▸ What you should do:
Scan the entries below. Report each line where the string "await" occurs.

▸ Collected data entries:
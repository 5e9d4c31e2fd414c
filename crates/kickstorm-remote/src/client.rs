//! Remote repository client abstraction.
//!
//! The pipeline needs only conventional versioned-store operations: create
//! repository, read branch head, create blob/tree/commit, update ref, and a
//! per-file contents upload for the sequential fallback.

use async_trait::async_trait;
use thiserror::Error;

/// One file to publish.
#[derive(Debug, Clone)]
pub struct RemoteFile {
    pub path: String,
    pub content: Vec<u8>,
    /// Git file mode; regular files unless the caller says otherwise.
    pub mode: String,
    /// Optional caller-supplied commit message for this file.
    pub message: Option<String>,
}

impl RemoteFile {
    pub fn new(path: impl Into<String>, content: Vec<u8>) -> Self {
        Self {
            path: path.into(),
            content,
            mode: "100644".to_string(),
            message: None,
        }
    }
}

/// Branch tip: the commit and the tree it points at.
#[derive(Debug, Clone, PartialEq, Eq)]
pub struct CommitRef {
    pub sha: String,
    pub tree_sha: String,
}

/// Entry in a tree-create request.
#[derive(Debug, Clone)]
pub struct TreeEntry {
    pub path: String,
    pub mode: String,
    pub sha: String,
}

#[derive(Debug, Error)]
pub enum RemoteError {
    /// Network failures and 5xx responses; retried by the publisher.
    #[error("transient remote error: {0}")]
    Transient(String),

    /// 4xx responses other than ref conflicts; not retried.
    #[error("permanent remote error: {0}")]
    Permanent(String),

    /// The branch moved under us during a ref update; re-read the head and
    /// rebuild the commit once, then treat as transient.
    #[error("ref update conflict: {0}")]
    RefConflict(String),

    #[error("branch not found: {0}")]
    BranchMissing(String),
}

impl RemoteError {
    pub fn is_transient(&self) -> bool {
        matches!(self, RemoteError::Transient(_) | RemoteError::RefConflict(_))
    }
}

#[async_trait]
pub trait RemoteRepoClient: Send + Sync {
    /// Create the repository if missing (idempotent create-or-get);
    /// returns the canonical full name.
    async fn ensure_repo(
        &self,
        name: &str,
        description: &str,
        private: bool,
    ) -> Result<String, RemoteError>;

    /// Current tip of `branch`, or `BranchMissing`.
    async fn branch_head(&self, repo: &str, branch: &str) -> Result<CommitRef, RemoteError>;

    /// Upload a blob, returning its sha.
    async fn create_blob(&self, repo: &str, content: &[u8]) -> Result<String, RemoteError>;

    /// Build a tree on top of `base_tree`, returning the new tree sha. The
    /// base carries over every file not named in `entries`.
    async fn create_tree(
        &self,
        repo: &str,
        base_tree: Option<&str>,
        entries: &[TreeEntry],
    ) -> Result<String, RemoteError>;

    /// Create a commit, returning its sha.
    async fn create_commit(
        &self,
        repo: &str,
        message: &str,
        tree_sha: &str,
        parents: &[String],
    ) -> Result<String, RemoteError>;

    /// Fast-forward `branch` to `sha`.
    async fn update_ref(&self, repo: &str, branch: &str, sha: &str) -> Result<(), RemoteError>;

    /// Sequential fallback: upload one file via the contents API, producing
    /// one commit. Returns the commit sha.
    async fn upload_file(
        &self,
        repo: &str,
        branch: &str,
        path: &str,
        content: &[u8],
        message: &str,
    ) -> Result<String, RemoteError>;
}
--
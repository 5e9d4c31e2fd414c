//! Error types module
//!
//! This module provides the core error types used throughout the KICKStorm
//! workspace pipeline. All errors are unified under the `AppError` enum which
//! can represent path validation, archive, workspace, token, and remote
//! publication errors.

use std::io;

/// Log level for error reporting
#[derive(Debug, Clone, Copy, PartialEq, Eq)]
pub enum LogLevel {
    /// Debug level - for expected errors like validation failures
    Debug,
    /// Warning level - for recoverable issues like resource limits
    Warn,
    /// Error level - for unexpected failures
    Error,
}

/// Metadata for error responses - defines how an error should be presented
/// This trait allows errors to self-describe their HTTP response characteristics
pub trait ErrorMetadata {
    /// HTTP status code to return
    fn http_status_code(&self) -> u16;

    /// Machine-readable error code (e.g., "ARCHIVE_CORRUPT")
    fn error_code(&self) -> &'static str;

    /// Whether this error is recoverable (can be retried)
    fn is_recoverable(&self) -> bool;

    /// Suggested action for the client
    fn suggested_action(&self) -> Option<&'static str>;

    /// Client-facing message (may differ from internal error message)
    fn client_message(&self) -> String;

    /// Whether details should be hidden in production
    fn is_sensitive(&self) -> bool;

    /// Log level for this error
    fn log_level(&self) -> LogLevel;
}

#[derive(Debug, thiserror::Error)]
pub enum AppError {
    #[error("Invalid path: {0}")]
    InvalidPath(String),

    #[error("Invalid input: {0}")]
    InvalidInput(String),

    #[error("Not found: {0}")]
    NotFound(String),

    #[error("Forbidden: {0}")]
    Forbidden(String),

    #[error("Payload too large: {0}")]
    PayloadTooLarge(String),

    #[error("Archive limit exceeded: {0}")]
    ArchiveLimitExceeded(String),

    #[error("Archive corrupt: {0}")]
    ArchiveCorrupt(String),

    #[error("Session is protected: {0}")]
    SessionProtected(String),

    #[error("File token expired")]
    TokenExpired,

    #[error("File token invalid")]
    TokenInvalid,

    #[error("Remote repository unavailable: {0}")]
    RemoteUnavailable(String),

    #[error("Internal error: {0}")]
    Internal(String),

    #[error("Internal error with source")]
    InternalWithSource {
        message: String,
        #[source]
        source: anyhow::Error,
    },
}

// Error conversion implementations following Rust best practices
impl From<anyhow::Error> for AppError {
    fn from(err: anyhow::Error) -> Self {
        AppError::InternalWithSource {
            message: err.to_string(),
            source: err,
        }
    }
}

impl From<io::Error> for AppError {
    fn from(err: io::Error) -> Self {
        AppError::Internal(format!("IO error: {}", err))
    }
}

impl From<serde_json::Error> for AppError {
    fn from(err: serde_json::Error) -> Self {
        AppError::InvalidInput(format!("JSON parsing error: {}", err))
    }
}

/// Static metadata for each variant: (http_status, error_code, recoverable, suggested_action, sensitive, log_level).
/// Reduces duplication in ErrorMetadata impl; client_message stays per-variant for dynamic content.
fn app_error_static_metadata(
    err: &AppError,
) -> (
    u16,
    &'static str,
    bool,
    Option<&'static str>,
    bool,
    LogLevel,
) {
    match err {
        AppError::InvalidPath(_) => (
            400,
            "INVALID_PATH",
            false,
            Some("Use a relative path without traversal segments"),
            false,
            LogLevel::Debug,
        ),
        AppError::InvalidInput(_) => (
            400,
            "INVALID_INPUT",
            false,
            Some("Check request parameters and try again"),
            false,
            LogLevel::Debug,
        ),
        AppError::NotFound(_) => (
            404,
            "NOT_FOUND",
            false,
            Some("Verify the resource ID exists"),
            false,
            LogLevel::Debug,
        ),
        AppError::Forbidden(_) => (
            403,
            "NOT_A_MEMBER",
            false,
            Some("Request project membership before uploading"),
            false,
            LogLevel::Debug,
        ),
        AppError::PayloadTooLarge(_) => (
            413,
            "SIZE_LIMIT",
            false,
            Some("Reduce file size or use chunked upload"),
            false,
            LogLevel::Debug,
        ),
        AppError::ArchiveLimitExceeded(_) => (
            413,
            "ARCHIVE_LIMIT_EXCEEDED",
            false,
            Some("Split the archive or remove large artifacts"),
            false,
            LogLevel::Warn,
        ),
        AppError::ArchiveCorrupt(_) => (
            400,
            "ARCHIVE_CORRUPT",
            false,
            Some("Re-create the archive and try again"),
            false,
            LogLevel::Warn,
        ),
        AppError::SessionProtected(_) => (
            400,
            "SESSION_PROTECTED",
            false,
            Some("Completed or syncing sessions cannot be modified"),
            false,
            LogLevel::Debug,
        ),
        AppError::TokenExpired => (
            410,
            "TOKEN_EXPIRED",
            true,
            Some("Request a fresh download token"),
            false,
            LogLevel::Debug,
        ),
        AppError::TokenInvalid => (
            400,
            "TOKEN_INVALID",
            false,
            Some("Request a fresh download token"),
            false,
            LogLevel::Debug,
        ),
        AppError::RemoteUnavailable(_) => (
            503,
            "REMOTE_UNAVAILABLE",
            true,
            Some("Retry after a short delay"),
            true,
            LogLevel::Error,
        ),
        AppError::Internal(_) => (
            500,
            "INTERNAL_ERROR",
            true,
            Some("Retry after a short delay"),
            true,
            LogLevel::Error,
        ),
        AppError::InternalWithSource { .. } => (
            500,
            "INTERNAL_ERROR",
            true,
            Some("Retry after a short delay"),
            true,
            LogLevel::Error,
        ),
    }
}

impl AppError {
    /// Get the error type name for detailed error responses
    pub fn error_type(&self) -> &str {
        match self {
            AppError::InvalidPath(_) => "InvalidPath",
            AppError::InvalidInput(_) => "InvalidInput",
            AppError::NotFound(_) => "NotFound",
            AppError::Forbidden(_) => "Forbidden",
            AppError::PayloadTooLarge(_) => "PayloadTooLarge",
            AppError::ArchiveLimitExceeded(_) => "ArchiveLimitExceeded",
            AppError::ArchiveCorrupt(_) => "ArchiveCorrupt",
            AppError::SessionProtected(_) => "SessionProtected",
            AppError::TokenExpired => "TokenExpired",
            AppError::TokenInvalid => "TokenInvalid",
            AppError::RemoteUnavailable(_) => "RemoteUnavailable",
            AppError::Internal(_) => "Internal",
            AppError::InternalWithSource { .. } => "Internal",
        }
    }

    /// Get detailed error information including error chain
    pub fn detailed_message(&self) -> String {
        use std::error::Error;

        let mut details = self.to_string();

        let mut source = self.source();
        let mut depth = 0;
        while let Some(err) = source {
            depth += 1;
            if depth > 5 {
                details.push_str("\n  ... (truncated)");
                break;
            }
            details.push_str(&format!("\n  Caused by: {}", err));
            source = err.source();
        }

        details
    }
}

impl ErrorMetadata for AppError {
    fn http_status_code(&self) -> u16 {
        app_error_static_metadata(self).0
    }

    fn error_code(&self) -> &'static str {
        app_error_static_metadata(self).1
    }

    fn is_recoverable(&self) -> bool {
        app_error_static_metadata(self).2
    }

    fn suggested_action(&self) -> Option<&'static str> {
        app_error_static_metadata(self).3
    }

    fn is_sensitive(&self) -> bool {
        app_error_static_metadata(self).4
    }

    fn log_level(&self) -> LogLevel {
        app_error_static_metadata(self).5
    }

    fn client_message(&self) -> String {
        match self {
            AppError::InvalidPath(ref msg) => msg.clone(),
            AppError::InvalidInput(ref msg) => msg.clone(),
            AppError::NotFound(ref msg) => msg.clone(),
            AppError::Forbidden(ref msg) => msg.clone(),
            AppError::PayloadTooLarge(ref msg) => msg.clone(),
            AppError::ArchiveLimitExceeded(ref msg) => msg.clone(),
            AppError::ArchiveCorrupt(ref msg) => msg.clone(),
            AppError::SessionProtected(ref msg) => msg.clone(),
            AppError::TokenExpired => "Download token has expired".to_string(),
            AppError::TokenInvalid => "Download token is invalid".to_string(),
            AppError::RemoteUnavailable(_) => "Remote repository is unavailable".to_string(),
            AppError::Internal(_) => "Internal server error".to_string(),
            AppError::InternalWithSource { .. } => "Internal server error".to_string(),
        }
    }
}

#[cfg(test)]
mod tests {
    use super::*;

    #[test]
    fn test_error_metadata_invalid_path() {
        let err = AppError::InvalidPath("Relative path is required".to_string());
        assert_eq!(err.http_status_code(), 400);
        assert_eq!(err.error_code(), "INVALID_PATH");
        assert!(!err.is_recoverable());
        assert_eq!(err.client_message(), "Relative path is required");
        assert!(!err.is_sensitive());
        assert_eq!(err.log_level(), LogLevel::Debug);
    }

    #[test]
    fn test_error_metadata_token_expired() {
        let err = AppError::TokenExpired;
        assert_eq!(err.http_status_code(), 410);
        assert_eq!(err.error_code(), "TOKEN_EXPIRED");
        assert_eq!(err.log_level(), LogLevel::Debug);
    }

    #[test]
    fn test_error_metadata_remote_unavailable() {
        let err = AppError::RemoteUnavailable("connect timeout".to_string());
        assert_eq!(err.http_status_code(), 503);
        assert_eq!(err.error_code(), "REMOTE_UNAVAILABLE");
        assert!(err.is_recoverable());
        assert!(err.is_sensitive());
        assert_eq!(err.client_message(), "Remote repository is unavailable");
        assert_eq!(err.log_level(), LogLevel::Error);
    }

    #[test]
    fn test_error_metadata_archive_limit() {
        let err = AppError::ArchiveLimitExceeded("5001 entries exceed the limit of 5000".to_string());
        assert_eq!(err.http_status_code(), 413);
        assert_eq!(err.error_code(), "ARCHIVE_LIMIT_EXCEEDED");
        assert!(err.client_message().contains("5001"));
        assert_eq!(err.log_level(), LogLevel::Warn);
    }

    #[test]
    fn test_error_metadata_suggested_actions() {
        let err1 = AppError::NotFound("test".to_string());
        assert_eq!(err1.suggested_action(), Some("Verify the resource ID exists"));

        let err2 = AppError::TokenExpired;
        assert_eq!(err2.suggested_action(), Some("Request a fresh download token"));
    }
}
--
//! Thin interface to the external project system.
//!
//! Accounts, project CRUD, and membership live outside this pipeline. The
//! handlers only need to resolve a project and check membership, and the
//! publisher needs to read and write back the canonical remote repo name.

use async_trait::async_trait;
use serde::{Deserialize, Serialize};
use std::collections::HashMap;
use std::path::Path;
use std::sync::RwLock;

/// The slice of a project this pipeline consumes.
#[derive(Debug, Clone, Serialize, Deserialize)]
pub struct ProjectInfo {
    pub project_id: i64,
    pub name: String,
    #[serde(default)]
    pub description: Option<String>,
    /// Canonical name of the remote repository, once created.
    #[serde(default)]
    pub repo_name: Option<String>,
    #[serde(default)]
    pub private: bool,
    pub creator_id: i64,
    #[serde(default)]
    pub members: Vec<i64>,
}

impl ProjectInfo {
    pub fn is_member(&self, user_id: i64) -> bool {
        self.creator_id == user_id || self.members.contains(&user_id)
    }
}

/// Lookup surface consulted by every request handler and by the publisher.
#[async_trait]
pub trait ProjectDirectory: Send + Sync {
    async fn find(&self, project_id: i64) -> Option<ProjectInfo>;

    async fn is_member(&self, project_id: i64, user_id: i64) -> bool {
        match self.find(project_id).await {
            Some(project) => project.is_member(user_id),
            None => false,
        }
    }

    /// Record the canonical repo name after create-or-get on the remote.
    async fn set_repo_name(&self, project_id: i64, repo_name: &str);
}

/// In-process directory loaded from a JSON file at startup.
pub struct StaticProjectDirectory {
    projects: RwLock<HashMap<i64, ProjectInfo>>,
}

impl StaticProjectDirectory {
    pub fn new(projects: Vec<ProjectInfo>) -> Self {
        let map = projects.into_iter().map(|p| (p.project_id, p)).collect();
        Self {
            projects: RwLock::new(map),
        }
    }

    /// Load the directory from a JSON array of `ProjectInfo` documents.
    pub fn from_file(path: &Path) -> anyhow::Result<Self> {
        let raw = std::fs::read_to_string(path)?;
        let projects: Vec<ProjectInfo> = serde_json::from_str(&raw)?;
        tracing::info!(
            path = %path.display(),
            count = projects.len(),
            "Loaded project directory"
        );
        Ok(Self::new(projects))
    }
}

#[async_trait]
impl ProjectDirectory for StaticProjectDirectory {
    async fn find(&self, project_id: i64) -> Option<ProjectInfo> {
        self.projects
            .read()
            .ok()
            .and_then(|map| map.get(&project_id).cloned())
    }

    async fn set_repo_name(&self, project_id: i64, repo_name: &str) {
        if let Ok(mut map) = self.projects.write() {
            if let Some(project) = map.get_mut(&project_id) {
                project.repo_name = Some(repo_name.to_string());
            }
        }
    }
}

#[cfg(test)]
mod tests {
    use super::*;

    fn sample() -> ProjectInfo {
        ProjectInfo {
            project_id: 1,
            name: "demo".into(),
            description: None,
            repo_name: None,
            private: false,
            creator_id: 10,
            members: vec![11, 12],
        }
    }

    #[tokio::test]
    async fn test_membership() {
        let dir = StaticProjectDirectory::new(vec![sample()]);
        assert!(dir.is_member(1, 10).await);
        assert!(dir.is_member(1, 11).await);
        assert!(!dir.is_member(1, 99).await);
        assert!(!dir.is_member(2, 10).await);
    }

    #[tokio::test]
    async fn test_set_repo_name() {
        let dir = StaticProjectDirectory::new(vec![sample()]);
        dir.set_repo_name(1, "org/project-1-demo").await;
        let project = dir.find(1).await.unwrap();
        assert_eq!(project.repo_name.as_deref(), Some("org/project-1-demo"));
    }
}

▸ Expected output:
        match self.find(project_id).await {
        assert!(dir.is_member(1, 10).await);
        assert!(dir.is_member(1, 11).await);
        assert!(!dir.is_member(1, 99).await);
        assert!(!dir.is_member(2, 10).await);
        dir.set_repo_name(1, "org/project-1-demo").await;
        let project = dir.find(1).await.unwrap();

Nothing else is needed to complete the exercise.